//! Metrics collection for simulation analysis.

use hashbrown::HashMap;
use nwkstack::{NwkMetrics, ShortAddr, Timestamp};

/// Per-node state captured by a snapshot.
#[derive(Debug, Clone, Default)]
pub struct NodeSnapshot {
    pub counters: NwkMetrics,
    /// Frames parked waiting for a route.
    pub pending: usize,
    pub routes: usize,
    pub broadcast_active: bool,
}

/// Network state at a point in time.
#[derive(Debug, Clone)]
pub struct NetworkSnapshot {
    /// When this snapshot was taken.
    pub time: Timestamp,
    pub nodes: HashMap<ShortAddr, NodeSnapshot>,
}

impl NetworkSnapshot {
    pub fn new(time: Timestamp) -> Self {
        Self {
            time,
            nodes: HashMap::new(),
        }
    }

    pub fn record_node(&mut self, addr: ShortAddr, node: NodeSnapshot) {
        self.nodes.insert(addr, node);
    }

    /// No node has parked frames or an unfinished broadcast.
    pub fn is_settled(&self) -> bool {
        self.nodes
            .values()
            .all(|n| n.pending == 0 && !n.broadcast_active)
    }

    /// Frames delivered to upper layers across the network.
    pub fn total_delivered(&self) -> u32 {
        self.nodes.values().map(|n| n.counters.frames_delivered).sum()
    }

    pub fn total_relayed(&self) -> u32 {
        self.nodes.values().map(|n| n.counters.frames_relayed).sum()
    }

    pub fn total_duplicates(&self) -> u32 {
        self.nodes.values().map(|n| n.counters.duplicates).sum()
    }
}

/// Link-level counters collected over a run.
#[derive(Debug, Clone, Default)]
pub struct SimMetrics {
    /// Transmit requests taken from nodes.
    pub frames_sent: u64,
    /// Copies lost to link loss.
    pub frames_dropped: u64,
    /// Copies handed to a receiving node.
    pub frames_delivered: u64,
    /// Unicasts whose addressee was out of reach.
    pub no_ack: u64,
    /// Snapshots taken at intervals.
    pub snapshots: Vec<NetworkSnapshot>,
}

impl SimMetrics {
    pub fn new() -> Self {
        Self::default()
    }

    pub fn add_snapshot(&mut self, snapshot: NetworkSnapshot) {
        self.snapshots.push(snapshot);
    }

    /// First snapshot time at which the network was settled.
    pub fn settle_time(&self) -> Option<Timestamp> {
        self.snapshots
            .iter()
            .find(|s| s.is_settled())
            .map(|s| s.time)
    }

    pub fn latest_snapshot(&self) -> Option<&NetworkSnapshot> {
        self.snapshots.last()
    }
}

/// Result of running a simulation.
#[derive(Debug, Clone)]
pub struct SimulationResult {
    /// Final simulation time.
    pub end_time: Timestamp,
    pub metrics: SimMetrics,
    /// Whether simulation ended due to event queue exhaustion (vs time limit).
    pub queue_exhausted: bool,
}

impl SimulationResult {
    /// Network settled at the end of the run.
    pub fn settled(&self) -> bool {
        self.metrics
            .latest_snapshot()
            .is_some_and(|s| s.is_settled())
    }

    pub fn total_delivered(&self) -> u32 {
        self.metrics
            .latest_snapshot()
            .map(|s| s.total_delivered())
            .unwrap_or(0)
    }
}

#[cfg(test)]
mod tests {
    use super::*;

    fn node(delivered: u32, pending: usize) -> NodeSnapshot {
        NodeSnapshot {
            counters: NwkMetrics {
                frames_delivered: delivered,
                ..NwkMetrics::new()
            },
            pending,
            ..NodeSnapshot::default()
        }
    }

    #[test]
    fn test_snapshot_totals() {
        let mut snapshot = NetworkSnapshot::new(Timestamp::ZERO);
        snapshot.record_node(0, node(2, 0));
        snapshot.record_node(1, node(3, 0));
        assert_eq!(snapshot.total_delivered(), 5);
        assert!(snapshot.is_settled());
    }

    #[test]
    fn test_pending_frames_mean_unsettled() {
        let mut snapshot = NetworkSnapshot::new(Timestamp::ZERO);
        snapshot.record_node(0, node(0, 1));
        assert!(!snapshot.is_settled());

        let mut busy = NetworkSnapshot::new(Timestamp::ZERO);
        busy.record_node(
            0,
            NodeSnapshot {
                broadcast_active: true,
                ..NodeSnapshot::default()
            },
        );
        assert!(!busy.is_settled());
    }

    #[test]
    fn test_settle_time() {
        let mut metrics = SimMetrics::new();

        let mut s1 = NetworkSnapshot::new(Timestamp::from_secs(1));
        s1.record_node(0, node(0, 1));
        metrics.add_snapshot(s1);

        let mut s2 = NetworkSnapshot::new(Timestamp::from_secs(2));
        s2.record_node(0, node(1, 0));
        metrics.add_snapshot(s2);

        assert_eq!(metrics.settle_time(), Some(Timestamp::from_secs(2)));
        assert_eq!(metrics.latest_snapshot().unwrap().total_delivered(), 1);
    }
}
---
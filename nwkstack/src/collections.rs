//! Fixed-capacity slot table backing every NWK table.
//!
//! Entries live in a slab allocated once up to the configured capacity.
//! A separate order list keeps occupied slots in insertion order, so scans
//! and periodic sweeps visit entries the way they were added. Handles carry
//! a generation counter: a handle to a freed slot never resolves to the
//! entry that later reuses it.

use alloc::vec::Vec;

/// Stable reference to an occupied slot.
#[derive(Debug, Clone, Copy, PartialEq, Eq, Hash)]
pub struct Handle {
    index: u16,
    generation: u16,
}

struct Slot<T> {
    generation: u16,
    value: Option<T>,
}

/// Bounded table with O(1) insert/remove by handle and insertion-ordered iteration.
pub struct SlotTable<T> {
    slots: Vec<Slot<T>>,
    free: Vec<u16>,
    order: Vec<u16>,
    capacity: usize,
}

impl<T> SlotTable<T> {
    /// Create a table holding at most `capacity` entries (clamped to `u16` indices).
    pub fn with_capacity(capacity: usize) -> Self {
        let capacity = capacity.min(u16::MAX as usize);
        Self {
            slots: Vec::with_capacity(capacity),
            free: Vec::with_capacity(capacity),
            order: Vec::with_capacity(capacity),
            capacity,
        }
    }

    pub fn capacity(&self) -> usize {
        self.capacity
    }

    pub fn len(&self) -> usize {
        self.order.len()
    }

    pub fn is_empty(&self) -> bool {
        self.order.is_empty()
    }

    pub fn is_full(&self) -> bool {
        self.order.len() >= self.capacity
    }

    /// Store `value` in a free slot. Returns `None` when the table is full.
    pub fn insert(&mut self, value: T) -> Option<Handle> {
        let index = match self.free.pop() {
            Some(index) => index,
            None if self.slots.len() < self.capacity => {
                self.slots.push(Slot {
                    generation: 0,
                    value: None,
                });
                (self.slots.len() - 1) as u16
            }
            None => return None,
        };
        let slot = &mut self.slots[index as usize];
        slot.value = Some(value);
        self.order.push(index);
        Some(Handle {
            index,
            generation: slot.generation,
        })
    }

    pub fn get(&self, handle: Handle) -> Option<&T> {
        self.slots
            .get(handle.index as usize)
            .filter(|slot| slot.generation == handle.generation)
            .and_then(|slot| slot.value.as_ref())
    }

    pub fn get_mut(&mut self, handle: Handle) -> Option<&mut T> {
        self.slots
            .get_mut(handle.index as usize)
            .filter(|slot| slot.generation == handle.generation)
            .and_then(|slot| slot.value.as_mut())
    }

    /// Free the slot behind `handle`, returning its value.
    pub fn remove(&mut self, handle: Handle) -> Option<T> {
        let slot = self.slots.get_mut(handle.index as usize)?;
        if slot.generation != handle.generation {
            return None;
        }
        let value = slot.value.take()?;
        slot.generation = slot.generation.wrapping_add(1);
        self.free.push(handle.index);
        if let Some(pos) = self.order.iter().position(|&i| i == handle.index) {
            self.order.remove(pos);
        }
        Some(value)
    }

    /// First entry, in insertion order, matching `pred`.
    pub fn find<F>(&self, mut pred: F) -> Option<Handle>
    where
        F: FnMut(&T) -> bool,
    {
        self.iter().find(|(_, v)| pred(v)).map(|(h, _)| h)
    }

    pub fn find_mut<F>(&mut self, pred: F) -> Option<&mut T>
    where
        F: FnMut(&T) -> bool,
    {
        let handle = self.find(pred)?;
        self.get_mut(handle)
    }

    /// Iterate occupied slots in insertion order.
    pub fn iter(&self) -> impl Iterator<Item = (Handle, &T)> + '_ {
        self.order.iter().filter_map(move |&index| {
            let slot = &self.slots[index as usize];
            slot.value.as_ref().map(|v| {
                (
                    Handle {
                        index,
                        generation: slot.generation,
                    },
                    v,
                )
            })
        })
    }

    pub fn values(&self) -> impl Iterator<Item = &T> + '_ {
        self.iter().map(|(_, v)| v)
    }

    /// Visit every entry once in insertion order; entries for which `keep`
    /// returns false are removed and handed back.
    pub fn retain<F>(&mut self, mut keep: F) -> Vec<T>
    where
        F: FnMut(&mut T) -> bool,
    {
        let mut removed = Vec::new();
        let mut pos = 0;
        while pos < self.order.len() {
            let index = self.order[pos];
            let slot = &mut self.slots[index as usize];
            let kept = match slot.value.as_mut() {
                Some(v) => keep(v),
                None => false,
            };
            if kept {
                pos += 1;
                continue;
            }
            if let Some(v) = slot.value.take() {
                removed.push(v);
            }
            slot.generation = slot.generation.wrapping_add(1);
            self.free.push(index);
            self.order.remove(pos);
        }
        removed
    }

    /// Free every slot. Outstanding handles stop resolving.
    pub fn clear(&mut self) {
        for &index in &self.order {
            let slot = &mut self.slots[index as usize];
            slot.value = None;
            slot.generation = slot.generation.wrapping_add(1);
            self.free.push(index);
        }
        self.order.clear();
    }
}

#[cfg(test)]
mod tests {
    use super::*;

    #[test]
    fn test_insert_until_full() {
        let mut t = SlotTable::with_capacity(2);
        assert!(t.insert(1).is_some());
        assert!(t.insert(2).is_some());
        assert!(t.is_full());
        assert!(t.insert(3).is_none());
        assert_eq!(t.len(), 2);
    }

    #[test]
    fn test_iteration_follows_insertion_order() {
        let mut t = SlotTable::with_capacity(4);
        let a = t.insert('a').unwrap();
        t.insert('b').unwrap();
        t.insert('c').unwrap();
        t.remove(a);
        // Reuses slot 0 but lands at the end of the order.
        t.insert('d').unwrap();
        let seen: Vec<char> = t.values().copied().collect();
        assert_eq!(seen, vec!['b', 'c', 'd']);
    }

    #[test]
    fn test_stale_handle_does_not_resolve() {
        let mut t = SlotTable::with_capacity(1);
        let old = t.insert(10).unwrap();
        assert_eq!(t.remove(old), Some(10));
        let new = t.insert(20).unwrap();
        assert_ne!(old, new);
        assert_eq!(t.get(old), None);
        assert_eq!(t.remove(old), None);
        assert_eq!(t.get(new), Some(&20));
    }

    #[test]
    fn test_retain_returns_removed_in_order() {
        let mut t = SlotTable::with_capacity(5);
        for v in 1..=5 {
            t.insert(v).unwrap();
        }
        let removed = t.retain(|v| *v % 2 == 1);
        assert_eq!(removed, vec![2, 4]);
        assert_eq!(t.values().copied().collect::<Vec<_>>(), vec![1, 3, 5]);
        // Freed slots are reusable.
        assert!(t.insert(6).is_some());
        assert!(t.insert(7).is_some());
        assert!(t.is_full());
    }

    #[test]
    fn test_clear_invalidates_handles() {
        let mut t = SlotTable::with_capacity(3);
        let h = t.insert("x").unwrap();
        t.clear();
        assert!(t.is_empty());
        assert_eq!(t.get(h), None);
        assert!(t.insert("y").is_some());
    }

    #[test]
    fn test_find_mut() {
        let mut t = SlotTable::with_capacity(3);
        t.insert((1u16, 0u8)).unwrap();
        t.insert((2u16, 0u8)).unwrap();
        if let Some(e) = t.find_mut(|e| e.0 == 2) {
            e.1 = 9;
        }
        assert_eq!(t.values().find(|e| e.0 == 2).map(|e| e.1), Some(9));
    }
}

### WHAT YOU NEED TO DO
The expected reply is a number only, the tally of lines in the data where the word "SlotTable" is found.

### OUTPUT OF THE EXERCISE
8